2. The legal processes are not applied equally.
3. The state has agencies which plan, assist, facilitate and indeed carry out murder of its own citizens to order.
4. Even the Prime Minister of the government admits that he is unable to take these people to task.
5. Demonstrably the judiciary are unable to apply the law equally in all cases, especially those involving agencies and agents of the state.
6. The police are unable to investigate all the criminal acts that occur in the state in cases involving the machinations of the agencies and agents of said state.
When the “unionists” among you wonder why Irish people want to get out of the UK as soon as is practicable then look no further than the list above. The documentary underlines the fact that we really will need to wipe our feet after walking the UK door.

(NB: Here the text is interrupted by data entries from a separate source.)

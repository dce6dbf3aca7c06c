//! Database setup for the application's tables.

use rusqlite::{Connection, Transaction as SqlTransaction, TransactionBehavior};

use crate::{
    Error, bill::create_bill_table, chart_of_accounts::create_chart_of_accounts_table,
    payment_method::create_payment_method_table, transaction::create_transaction_table,
};

/// Create the application's tables if they do not exist yet and enable
/// foreign key enforcement on `connection`.
///
/// # Errors
/// Returns an [Error::SqlError] if any of the tables could not be created.
pub fn initialize(connection: &Connection) -> Result<(), Error> {
    // Has no effect inside a transaction, so it must run first.
    connection.execute_batch("PRAGMA foreign_keys = ON;")?;

    let transaction = SqlTransaction::new_unchecked(connection, TransactionBehavior::Exclusive)?;

    create_payment_method_table(&transaction)?;
    create_chart_of_accounts_table(&transaction)?;
    create_bill_table(&transaction)?;
    create_transaction_table(&transaction)?;

    transaction.commit()?;

    Ok(())
}

#[cfg(test)]
mod initialize_tests {
    use rusqlite::Connection;

    use super::initialize;

    #[test]
    fn initialize_is_idempotent() {
        let connection = Connection::open_in_memory().unwrap();

        initialize(&connection).expect("first initialize failed");
        initialize(&connection).expect("second initialize failed");
    }

    #[test]
    fn initialize_enables_foreign_keys() {
        let connection = Connection::open_in_memory().unwrap();
        initialize(&connection).unwrap();

        let foreign_keys: i64 = connection
            .query_row("PRAGMA foreign_keys", [], |row| row.get(0))
            .unwrap();

        assert_eq!(foreign_keys, 1);
    }
}
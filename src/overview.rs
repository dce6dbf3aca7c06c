//! Summary metrics over the loaded transactions and bills.

use maud::{Markup, html};

use crate::{bill::Bill, html::format_currency, transaction::Transaction};

/// Totals shown on the overview tab.
#[derive(Debug, Clone, Default, PartialEq)]
pub struct OverviewMetrics {
    pub transaction_count: usize,
    /// Bills that have not been paid yet.
    pub unpaid_bill_count: usize,
    /// Sum of all bill amounts, paid or not.
    pub bill_total: f64,
    pub income_total: f64,
    pub expense_total: f64,
    /// Income minus expenses.
    pub net: f64,
}

/// Compute the overview metrics from collections that were already loaded.
pub fn compute_overview(transactions: &[Transaction], bills: &[Bill]) -> OverviewMetrics {
    let income_total = transactions
        .iter()
        .filter(|transaction| transaction.is_income())
        .map(|transaction| transaction.amount)
        .sum::<f64>();
    let expense_total = transactions
        .iter()
        .filter(|transaction| transaction.is_expense())
        .map(|transaction| transaction.amount)
        .sum::<f64>();

    OverviewMetrics {
        transaction_count: transactions.len(),
        unpaid_bill_count: bills.iter().filter(|bill| !bill.paid).count(),
        bill_total: bills.iter().map(|bill| bill.amount).sum(),
        income_total,
        expense_total,
        net: income_total - expense_total,
    }
}

pub fn overview_view(metrics: &OverviewMetrics) -> Markup {
    let net_style = if metrics.net < 0.0 {
        "text-red-600 dark:text-red-400"
    } else {
        "text-green-600 dark:text-green-400"
    };

    html! {
        section class="w-full grid grid-cols-1 sm:grid-cols-2 lg:grid-cols-3 gap-4"
        {
            (metric_card("Total de Transações", &metrics.transaction_count.to_string(), ""))
            (metric_card("Contas a Pagar", &metrics.unpaid_bill_count.to_string(), ""))
            (metric_card("Total em Contas", &format_currency(metrics.bill_total), ""))
            (metric_card(
                "Receitas",
                &format_currency(metrics.income_total),
                "text-green-600 dark:text-green-400",
            ))
            (metric_card(
                "Despesas",
                &format_currency(metrics.expense_total),
                "text-red-600 dark:text-red-400",
            ))
            (metric_card("Saldo", &format_currency(metrics.net), net_style))
        }
    }
}

fn metric_card(title: &str, value: &str, value_style: &str) -> Markup {
    html! {
        div
            class="bg-white dark:bg-gray-800 border border-gray-200
                dark:border-gray-700 rounded-lg p-4 shadow-md"
            aria-label=(format!("{title}: {value}"))
        {
            h3 class="text-sm font-medium text-gray-600 dark:text-gray-400 mb-2" { (title) }
            div class={ "text-3xl font-bold " (value_style) } { (value) }
        }
    }
}

#[cfg(test)]
mod overview_tests {
    use scraper::{Html, Selector};
    use time::OffsetDateTime;

    use crate::{bill::Bill, transaction::Transaction};

    use super::{OverviewMetrics, compute_overview, overview_view};

    fn bill(amount: f64, paid: bool) -> Bill {
        Bill {
            id: 1,
            description: "Conta".to_owned(),
            amount,
            category: "outros".to_owned(),
            due_date: OffsetDateTime::UNIX_EPOCH,
            paid,
            paid_date: None,
            actual_amount: None,
            interest_amount: None,
            payment_method_id: None,
            account_id: None,
            created_at: OffsetDateTime::UNIX_EPOCH,
        }
    }

    fn transaction(amount: f64, transaction_type: &str) -> Transaction {
        Transaction {
            id: 1,
            description: "Transação".to_owned(),
            amount,
            transaction_type: transaction_type.to_owned(),
            category: "vendas".to_owned(),
            date: OffsetDateTime::UNIX_EPOCH,
            created_at: OffsetDateTime::UNIX_EPOCH,
        }
    }

    fn card_values(metrics: &OverviewMetrics) -> Vec<(String, String)> {
        let html = Html::parse_fragment(&overview_view(metrics).into_string());

        html.select(&Selector::parse("section > div").unwrap())
            .map(|card| {
                let title = card
                    .select(&Selector::parse("h3").unwrap())
                    .next()
                    .unwrap()
                    .text()
                    .collect::<String>();
                let value = card
                    .select(&Selector::parse("div").unwrap())
                    .next()
                    .unwrap()
                    .text()
                    .collect::<String>();
                (title, value)
            })
            .collect()
    }

    #[test]
    fn counts_unpaid_bills_and_sums_all_bills() {
        let bills = [bill(100.0, false), bill(50.0, true)];

        let metrics = compute_overview(&[], &bills);

        assert_eq!(metrics.unpaid_bill_count, 1);
        assert_eq!(metrics.bill_total, 150.0);

        let cards = card_values(&metrics);
        assert!(cards.contains(&("Contas a Pagar".to_owned(), "1".to_owned())));
        assert!(cards.contains(&("Total em Contas".to_owned(), "R$ 150.00".to_owned())));
    }

    #[test]
    fn splits_income_and_expenses() {
        let transactions = [
            transaction(300.0, "income"),
            transaction(120.0, "expense"),
            transaction(200.0, "expense"),
        ];

        let metrics = compute_overview(&transactions, &[]);

        assert_eq!(
            metrics,
            OverviewMetrics {
                transaction_count: 3,
                unpaid_bill_count: 0,
                bill_total: 0.0,
                income_total: 300.0,
                expense_total: 320.0,
                net: -20.0,
            }
        );
        let cards = card_values(&metrics);
        assert!(cards.contains(&("Saldo".to_owned(), "-R$ 20.00".to_owned())));
    }

    #[test]
    fn empty_collections_give_zeroes() {
        assert_eq!(compute_overview(&[], &[]), OverviewMetrics::default());
    }
}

If we compare the situation to the United States, a republic, we can see clear blue water. Richard Nixon had to resign the presidency of that country after been found to have sanctioned bugging, harassment and activities which led to burglary visited upon his political rivals.
Here the state sanctioned murder and the Prime Minister admits that “nothing can be done about it because the people at fault won’t like it”.
Rowan is right. If the state were to go after its own dogs, the dogs will bite back.
The UK is a sick corrupt country from top to bottom, the quicker we are out of it the better.